● RECORDS TO USE:
------------------------
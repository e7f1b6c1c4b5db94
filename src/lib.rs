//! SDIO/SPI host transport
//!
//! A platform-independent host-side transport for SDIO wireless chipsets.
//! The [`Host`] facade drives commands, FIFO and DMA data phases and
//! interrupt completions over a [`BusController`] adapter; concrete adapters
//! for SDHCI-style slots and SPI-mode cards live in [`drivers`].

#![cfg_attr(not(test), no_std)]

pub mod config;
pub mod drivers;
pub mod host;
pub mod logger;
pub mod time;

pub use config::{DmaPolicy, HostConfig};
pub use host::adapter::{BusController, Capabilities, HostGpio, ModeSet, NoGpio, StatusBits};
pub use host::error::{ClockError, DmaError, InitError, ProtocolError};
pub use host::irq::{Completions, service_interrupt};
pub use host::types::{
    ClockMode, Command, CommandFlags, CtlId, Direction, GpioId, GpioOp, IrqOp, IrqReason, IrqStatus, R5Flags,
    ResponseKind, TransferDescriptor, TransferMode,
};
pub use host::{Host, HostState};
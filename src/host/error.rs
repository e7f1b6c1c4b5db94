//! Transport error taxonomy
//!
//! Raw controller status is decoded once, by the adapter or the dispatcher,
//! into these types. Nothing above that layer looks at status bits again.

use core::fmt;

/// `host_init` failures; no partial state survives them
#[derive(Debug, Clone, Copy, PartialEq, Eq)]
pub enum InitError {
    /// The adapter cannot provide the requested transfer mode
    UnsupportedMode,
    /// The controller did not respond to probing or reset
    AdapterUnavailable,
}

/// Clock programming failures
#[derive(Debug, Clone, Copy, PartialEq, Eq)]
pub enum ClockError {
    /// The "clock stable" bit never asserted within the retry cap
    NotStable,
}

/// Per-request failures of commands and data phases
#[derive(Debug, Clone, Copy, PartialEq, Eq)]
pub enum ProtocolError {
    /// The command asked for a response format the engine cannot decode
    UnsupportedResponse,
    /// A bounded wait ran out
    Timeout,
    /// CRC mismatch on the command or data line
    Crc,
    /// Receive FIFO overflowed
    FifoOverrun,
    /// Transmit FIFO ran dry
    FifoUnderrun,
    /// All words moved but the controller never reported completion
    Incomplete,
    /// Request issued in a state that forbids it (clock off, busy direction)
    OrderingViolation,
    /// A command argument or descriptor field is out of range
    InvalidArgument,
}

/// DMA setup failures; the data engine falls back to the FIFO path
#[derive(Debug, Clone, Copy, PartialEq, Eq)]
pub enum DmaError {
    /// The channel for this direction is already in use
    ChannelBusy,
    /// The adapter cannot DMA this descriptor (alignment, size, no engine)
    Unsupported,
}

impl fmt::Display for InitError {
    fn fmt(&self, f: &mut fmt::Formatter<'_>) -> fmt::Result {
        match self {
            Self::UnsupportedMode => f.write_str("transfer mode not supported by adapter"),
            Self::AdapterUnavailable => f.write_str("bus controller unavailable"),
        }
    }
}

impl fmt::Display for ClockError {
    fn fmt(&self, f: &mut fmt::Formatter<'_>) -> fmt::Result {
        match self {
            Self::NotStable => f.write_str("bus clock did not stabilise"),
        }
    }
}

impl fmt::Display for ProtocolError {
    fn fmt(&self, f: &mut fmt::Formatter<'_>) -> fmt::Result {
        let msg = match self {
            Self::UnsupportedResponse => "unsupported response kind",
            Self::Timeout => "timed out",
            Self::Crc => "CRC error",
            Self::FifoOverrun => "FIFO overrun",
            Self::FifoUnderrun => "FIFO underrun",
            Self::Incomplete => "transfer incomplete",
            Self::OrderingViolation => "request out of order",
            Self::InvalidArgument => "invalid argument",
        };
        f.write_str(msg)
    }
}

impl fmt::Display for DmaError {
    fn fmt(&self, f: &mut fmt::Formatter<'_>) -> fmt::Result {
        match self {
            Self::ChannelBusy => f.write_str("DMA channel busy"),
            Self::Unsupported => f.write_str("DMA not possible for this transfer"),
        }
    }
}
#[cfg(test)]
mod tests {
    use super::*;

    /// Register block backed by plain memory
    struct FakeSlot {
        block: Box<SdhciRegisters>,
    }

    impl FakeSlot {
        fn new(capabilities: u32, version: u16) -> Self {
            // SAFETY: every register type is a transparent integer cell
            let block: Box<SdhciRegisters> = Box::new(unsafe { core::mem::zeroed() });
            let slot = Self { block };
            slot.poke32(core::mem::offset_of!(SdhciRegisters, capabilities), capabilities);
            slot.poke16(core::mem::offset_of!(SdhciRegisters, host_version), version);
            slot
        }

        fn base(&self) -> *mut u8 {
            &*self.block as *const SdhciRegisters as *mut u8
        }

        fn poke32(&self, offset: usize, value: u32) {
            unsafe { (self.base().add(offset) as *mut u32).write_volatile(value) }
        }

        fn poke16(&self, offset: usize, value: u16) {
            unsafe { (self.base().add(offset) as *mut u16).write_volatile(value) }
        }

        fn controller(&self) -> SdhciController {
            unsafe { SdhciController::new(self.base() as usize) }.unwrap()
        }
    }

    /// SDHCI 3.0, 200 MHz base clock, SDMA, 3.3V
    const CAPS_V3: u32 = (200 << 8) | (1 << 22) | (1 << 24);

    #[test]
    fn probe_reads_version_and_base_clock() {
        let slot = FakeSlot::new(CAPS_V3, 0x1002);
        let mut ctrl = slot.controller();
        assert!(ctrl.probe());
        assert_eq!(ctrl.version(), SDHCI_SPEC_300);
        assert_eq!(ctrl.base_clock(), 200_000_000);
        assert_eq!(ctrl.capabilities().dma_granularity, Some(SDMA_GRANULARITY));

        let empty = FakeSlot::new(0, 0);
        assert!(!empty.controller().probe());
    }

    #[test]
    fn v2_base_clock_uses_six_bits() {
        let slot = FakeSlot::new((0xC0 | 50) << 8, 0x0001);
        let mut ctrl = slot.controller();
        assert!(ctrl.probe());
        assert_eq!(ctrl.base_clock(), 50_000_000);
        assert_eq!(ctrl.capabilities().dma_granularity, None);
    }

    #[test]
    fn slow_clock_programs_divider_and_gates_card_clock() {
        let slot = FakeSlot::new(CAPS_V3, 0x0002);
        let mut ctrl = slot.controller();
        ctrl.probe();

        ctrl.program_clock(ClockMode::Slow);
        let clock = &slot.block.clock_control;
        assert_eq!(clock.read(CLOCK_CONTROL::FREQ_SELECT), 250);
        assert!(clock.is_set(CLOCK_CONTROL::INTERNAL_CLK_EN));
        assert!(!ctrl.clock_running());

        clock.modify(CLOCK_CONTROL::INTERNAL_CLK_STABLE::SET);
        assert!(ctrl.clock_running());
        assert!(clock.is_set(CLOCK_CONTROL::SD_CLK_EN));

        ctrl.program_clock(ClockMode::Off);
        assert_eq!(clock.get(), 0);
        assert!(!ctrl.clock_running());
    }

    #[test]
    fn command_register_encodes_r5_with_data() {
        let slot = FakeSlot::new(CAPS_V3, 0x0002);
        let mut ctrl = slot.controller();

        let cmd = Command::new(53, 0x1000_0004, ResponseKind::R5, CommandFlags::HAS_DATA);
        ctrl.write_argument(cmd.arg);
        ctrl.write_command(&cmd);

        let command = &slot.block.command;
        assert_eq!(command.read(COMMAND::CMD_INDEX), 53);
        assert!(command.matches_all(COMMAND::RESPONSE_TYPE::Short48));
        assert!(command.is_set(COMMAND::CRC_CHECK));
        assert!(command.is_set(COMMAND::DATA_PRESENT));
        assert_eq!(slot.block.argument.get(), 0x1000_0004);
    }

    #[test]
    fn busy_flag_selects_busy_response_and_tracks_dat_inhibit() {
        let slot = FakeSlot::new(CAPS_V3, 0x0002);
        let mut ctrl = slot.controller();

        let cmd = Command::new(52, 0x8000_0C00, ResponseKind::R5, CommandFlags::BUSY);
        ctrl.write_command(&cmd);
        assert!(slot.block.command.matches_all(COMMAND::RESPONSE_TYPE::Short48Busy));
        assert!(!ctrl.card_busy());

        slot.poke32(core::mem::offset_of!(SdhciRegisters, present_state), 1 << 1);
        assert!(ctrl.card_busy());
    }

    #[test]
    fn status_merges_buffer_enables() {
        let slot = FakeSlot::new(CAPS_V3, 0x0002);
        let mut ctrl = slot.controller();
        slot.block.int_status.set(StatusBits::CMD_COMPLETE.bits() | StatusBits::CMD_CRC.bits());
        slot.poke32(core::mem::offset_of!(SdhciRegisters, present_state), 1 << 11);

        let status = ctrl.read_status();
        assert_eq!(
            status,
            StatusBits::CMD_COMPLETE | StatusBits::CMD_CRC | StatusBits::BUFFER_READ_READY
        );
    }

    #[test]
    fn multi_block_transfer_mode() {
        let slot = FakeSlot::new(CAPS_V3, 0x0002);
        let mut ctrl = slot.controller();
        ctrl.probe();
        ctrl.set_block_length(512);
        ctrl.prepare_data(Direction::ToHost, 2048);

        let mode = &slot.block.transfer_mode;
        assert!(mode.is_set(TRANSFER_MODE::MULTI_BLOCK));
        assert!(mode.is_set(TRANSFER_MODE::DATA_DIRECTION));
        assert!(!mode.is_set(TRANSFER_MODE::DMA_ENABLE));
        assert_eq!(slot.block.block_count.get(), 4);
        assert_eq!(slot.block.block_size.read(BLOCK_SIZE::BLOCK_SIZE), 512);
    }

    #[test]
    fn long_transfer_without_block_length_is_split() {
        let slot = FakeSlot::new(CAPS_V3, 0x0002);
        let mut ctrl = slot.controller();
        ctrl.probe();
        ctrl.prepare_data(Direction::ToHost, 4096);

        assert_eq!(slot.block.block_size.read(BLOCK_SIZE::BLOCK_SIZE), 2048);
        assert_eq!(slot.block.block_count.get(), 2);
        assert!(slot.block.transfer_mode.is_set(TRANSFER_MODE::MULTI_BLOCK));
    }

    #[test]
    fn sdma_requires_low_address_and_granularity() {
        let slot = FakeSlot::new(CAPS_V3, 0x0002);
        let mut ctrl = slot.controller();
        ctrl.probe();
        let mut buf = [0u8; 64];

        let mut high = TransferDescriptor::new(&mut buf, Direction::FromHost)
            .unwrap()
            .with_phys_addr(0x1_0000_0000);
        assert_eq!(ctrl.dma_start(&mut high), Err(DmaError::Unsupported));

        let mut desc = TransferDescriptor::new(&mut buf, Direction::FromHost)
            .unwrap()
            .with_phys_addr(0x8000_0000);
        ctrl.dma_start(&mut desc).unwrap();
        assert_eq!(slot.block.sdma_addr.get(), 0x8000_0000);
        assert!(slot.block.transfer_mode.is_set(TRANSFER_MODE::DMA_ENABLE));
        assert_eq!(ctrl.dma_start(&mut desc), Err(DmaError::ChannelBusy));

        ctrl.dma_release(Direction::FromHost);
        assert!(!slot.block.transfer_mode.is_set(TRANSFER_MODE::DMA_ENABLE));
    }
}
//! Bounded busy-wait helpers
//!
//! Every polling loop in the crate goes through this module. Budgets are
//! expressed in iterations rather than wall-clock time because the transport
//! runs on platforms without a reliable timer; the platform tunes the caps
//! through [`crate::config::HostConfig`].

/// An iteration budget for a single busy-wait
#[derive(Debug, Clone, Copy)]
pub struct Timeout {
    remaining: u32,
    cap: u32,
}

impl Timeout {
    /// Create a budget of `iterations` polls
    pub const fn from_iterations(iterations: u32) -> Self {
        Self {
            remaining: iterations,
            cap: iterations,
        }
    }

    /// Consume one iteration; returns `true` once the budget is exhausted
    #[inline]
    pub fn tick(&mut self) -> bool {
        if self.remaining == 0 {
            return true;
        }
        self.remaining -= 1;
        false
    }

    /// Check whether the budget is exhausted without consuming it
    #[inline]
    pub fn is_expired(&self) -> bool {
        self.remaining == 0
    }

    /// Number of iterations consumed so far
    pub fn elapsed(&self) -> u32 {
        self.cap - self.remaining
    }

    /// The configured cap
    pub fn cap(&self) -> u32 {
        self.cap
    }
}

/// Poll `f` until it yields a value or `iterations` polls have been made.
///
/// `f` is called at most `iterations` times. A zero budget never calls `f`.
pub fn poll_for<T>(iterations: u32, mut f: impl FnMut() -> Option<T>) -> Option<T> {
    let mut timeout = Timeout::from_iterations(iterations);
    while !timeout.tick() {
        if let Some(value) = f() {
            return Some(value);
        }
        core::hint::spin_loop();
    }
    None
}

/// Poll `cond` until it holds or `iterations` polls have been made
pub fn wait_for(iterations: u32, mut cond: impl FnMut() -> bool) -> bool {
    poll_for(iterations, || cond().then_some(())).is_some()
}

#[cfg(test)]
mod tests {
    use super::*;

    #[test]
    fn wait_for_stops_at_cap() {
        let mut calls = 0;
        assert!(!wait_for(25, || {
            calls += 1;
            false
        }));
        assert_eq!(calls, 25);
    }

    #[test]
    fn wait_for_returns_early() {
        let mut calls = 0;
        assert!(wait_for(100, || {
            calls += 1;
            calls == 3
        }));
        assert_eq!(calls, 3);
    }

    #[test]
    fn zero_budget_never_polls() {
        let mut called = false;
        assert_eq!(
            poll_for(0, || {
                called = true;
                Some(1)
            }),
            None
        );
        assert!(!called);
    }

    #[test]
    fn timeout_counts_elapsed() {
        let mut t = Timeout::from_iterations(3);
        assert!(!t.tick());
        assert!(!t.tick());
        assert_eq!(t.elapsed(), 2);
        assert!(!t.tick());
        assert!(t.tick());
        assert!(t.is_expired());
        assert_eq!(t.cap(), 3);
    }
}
------------------------
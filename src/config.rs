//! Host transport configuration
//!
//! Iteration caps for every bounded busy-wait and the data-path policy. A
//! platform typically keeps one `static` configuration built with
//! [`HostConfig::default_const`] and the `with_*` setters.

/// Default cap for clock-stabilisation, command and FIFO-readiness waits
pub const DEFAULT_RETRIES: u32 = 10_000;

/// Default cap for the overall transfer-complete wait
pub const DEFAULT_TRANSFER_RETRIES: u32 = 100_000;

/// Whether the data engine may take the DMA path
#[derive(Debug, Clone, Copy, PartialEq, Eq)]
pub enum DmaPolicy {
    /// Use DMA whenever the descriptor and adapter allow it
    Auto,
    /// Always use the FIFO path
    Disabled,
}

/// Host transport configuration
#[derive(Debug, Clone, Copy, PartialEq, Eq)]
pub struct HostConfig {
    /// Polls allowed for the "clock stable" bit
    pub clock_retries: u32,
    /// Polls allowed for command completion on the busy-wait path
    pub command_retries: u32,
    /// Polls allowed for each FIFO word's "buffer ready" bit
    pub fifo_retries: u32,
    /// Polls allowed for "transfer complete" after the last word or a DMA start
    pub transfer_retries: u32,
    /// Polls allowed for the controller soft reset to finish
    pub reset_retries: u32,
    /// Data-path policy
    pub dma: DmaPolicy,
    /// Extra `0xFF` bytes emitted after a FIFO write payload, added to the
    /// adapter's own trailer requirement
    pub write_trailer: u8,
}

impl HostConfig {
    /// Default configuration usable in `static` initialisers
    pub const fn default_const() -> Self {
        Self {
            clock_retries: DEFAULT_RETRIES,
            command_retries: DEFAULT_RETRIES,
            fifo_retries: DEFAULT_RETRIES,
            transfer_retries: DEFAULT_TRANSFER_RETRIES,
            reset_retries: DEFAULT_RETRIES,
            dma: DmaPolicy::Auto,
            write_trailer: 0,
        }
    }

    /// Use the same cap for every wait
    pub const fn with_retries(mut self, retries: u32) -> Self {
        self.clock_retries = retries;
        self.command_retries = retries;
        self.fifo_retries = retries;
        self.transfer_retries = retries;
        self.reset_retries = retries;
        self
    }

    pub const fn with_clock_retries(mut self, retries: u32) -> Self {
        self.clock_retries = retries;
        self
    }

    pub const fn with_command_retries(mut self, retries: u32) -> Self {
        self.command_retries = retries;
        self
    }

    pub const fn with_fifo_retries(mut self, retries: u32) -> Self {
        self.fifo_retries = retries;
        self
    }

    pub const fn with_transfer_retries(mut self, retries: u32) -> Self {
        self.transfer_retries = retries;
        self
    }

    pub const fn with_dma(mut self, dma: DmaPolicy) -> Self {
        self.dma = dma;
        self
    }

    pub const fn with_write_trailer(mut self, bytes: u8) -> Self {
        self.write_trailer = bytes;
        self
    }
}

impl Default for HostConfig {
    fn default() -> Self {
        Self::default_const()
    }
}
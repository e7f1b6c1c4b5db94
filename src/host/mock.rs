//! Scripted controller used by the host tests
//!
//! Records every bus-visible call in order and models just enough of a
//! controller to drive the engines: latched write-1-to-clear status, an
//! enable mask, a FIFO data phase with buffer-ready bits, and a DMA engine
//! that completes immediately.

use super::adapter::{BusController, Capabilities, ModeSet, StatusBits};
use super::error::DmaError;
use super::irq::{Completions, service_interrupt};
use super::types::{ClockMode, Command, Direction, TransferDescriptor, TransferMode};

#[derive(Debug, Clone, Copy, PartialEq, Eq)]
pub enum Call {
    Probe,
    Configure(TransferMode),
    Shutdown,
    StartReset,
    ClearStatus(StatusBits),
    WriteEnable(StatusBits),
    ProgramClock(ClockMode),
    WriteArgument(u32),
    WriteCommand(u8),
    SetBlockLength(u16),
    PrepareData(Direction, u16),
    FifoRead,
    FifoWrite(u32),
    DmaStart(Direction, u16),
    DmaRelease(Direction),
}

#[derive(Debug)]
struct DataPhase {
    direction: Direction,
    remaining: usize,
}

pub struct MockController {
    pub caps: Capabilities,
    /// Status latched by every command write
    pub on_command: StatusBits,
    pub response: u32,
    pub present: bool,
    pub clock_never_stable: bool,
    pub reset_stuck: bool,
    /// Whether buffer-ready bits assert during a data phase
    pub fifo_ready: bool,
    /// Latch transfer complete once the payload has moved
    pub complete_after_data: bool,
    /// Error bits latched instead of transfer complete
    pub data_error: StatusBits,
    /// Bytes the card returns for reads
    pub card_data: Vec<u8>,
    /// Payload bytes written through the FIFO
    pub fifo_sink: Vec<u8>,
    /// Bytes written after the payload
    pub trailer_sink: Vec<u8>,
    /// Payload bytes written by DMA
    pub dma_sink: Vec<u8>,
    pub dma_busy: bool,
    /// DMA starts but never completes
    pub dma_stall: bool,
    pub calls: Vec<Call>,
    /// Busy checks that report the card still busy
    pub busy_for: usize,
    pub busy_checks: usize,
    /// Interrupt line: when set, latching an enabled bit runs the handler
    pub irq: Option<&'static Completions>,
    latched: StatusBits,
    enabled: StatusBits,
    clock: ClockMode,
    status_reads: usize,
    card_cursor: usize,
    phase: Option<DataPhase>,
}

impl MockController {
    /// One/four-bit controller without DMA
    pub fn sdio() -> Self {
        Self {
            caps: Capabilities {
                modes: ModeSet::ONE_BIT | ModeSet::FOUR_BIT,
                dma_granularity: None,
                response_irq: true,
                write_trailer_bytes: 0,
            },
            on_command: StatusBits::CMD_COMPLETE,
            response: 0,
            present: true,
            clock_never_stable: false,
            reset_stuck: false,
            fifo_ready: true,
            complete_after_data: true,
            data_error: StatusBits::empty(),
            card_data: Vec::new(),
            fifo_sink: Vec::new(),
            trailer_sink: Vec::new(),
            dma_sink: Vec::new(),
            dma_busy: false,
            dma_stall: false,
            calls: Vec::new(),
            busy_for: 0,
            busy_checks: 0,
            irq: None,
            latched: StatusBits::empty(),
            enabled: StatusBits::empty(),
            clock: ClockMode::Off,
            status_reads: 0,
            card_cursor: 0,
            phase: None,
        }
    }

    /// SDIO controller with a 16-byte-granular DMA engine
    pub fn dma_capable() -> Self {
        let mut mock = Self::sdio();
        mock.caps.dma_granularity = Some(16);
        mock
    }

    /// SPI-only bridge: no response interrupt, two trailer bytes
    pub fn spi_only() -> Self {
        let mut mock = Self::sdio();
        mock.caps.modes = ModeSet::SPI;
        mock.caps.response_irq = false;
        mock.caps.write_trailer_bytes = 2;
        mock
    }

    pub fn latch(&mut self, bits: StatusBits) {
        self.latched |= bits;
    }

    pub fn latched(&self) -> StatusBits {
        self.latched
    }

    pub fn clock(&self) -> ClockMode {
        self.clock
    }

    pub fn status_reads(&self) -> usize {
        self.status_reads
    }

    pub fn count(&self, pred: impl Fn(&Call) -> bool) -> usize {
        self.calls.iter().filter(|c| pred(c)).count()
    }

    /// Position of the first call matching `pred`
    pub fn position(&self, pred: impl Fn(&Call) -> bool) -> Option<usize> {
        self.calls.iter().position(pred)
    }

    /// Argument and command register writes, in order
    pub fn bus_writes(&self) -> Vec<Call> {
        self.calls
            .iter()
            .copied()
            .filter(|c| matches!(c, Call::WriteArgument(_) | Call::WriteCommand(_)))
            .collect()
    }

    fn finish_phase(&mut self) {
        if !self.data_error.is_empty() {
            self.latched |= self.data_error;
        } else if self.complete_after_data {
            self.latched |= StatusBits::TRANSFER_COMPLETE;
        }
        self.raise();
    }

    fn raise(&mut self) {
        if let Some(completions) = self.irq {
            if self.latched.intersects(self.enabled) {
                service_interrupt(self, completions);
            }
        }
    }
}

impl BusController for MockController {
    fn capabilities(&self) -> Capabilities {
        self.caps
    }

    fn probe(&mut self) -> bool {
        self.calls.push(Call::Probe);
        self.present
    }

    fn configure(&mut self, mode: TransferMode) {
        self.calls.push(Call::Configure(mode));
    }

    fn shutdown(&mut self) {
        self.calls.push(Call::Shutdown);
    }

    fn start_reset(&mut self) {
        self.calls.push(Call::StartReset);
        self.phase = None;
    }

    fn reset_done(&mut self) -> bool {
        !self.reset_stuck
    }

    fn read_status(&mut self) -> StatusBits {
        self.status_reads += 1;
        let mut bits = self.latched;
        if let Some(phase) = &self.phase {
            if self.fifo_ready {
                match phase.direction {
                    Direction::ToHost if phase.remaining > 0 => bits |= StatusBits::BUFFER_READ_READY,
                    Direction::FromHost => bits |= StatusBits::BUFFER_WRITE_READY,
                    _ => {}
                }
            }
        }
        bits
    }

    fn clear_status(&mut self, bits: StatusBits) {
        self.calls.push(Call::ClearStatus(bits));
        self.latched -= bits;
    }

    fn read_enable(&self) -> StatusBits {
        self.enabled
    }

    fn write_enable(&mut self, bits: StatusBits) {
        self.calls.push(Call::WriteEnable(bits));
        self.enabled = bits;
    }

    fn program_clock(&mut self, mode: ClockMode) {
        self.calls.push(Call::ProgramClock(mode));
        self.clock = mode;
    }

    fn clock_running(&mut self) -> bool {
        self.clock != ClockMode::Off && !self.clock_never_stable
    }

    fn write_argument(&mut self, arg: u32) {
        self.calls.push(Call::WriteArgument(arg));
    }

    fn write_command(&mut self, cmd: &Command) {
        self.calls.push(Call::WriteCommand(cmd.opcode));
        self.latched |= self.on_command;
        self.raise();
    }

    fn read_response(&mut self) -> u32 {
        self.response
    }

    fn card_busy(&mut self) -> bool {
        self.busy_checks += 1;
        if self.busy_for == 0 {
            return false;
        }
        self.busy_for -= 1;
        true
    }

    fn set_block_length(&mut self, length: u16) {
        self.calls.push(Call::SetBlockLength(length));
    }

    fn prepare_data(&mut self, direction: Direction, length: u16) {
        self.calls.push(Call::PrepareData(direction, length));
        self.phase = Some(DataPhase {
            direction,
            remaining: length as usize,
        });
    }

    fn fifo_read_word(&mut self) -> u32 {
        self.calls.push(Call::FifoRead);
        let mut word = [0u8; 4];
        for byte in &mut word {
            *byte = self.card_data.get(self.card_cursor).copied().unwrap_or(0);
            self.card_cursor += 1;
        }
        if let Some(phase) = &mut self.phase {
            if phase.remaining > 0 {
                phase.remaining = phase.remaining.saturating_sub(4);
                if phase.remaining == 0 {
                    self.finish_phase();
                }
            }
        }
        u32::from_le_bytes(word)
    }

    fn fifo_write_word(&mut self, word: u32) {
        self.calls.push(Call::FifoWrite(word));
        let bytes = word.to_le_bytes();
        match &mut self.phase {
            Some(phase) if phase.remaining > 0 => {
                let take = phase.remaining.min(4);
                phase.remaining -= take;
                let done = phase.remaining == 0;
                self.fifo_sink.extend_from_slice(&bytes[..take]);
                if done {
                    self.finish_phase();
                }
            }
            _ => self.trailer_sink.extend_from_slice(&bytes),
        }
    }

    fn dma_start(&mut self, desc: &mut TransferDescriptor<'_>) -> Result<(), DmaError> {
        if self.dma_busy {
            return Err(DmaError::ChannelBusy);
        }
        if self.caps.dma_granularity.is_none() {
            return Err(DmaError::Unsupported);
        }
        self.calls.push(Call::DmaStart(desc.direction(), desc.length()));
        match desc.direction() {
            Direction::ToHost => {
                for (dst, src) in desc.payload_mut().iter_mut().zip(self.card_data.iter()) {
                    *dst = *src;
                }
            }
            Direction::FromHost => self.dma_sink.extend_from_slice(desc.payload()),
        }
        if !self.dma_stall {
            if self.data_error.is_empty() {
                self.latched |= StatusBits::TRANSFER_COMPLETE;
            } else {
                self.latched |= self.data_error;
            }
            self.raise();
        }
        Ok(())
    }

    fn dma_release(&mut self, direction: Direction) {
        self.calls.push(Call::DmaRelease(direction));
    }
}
------------------------
● TRY IT: Search the material above for the word "super", then copy out each line that has it.

● YOUR RESPONSE:
    use super::*;
    use super::*;
use super::adapter::{BusController, Capabilities, ModeSet, StatusBits};
use super::error::DmaError;
use super::irq::{Completions, service_interrupt};
use super::types::{ClockMode, Command, Direction, TransferDescriptor, TransferMode};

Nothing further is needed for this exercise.